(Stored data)

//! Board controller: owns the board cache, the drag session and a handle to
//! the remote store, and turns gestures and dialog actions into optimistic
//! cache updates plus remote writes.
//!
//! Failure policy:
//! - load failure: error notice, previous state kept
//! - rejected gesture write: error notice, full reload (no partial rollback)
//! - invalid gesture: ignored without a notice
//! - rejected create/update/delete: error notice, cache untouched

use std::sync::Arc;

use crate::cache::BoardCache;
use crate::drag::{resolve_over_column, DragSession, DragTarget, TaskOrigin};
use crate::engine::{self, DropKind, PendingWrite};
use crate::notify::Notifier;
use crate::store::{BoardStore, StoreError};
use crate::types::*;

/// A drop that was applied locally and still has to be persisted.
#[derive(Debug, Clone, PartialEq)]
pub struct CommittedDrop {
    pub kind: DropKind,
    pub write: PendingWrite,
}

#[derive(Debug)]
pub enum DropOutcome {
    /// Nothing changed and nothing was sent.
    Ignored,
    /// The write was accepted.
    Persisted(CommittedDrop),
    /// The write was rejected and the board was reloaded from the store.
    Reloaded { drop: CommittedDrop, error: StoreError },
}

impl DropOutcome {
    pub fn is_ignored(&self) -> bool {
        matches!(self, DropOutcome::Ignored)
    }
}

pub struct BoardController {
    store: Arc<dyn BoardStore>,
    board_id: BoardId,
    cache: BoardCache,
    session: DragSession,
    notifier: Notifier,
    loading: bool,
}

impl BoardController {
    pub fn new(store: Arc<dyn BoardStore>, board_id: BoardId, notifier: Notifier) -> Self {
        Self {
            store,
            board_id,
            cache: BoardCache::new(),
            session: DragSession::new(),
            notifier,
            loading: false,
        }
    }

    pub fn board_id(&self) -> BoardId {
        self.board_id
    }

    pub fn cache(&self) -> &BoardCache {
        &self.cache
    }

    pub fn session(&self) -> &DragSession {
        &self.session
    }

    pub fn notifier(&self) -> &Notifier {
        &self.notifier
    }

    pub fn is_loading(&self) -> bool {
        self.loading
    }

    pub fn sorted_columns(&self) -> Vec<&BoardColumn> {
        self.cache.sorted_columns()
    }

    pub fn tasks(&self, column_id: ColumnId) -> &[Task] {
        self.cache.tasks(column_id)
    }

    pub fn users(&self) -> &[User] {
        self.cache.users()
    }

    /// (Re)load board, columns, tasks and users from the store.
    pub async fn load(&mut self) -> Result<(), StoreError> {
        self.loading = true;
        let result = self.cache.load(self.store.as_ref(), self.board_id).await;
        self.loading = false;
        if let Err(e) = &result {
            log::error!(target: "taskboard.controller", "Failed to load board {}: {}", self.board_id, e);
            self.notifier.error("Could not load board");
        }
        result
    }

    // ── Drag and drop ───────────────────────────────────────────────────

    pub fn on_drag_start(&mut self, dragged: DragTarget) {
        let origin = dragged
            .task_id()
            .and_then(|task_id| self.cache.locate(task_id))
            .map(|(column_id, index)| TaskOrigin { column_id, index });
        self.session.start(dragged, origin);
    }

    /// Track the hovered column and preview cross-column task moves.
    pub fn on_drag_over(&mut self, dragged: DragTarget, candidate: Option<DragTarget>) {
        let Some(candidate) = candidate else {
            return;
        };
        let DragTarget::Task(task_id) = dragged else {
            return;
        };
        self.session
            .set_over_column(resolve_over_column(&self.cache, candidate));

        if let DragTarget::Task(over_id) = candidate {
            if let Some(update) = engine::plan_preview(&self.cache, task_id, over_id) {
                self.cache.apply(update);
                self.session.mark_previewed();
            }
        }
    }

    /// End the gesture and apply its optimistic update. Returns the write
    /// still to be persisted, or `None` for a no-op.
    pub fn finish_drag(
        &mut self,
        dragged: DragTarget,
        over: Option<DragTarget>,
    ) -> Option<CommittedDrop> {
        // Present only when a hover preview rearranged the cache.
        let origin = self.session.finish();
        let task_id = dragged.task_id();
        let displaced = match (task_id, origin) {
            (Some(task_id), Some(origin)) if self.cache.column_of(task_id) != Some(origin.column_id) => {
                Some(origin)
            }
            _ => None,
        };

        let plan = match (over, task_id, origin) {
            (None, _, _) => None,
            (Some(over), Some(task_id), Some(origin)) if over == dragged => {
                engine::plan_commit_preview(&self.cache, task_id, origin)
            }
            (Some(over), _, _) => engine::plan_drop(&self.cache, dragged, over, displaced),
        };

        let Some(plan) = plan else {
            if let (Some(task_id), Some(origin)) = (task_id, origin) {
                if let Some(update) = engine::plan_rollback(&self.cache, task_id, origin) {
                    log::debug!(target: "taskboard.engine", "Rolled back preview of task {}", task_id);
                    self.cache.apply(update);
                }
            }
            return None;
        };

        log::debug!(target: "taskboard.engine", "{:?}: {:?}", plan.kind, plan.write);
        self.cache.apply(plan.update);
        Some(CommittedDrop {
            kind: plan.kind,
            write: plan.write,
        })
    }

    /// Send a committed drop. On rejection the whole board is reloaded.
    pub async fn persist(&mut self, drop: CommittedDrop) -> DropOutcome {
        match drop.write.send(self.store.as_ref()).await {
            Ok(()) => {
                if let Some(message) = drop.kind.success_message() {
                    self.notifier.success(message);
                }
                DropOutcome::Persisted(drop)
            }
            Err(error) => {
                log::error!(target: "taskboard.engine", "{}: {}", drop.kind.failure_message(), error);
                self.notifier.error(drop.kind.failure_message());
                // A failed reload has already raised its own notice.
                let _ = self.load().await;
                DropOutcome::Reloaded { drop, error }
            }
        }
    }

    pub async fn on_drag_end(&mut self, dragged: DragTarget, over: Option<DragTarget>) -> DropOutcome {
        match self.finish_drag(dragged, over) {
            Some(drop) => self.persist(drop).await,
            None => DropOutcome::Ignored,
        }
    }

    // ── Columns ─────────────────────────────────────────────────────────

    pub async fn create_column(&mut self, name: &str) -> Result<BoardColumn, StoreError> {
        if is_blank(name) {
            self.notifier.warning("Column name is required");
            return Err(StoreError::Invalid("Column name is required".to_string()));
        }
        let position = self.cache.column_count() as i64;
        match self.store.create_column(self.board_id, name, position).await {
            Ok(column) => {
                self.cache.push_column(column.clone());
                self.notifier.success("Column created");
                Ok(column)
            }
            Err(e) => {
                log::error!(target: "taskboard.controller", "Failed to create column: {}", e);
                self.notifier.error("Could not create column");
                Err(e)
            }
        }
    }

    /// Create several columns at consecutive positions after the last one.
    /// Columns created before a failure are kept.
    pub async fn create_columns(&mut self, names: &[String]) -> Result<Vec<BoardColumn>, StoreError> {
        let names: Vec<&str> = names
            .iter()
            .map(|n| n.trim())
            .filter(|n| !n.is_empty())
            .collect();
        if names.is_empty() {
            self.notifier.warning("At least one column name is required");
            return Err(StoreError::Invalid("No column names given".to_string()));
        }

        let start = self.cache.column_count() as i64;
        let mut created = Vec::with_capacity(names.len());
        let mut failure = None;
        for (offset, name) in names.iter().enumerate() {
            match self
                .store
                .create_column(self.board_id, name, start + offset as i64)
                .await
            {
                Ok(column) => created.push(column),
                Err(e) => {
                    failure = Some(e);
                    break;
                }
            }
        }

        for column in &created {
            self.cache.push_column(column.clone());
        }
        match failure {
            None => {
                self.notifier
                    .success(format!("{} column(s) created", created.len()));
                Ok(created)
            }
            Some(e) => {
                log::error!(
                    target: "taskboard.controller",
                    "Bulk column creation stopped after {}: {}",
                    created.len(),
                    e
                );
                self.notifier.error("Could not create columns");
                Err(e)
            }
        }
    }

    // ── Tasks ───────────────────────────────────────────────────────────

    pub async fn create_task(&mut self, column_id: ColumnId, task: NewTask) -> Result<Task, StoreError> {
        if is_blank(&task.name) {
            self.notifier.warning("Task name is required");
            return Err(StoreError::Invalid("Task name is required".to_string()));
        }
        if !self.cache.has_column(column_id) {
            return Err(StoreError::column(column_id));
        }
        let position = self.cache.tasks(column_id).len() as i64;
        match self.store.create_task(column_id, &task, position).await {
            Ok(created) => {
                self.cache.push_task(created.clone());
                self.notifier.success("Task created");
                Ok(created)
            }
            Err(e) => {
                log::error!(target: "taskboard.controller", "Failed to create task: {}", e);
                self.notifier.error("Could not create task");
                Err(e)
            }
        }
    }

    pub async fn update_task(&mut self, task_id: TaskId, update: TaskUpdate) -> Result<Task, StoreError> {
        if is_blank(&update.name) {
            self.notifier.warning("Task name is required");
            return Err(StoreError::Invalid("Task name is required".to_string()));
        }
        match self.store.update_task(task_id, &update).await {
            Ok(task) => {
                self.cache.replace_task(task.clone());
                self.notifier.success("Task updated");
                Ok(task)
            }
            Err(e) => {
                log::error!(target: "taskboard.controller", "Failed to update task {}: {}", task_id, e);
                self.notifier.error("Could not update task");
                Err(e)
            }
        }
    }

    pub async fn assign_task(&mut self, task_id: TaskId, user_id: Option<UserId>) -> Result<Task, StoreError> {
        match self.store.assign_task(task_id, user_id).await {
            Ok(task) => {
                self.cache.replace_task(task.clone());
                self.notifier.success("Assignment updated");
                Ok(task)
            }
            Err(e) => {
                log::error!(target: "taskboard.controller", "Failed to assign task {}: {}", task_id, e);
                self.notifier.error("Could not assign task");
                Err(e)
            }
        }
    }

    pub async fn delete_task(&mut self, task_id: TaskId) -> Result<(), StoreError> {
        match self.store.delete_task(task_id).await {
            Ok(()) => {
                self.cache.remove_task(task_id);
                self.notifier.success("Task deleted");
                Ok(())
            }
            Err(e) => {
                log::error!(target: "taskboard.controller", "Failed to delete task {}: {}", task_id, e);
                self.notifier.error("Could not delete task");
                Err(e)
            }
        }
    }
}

...

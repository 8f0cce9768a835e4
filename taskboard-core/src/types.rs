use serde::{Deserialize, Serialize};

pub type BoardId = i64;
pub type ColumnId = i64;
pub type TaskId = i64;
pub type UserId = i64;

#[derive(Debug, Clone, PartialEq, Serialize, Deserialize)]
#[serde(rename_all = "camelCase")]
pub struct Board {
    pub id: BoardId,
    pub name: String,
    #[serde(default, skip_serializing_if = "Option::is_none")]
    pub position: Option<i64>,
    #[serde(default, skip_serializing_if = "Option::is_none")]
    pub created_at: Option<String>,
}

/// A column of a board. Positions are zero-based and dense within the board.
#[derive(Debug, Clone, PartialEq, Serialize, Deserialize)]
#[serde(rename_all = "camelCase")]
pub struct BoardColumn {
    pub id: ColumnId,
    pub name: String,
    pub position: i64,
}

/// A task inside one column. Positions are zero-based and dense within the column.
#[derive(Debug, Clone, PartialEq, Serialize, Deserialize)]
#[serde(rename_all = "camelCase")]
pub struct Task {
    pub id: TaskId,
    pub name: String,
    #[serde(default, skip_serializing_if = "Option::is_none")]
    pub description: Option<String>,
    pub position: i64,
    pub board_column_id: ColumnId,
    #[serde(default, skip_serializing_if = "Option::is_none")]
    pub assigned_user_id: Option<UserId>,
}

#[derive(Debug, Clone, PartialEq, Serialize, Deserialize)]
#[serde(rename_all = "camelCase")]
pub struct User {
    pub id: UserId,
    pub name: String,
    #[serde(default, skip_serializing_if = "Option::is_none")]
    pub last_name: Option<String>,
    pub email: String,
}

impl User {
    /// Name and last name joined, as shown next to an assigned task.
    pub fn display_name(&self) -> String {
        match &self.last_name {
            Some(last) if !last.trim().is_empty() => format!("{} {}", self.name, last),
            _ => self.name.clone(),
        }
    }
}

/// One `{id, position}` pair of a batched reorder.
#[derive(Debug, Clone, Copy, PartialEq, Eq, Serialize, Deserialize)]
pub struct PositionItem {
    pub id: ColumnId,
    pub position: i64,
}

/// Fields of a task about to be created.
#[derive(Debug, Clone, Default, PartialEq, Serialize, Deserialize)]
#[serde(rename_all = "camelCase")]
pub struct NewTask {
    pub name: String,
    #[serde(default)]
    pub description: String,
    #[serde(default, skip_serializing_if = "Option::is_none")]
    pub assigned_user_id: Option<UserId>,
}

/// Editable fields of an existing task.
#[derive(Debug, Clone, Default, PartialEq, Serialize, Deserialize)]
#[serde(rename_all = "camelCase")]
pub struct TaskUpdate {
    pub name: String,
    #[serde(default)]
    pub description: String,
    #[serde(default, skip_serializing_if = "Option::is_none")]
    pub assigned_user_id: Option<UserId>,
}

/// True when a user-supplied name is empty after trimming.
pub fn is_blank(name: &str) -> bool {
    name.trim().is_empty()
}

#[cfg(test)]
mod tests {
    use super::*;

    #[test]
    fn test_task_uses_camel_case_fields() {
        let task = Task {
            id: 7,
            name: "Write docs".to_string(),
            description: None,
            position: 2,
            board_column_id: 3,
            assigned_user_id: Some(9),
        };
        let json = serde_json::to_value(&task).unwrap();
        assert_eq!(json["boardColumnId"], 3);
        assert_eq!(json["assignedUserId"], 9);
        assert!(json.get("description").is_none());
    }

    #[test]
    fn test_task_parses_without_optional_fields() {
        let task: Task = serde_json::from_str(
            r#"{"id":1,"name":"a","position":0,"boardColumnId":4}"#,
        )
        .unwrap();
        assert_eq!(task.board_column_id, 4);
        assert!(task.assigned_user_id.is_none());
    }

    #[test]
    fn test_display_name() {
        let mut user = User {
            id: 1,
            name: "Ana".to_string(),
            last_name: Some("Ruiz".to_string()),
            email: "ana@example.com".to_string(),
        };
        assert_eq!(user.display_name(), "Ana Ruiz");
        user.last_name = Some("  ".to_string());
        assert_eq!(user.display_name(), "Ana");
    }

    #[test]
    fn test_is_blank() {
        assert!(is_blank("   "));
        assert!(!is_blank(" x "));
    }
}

WORK TO COMPLETE: Collect the complete line wherever the string "offset" appears in the records.

ANSWER TO THIS PROBLEM:
        for (offset, name) in names.iter().enumerate() {
                .create_column(self.board_id, name, start + offset as i64)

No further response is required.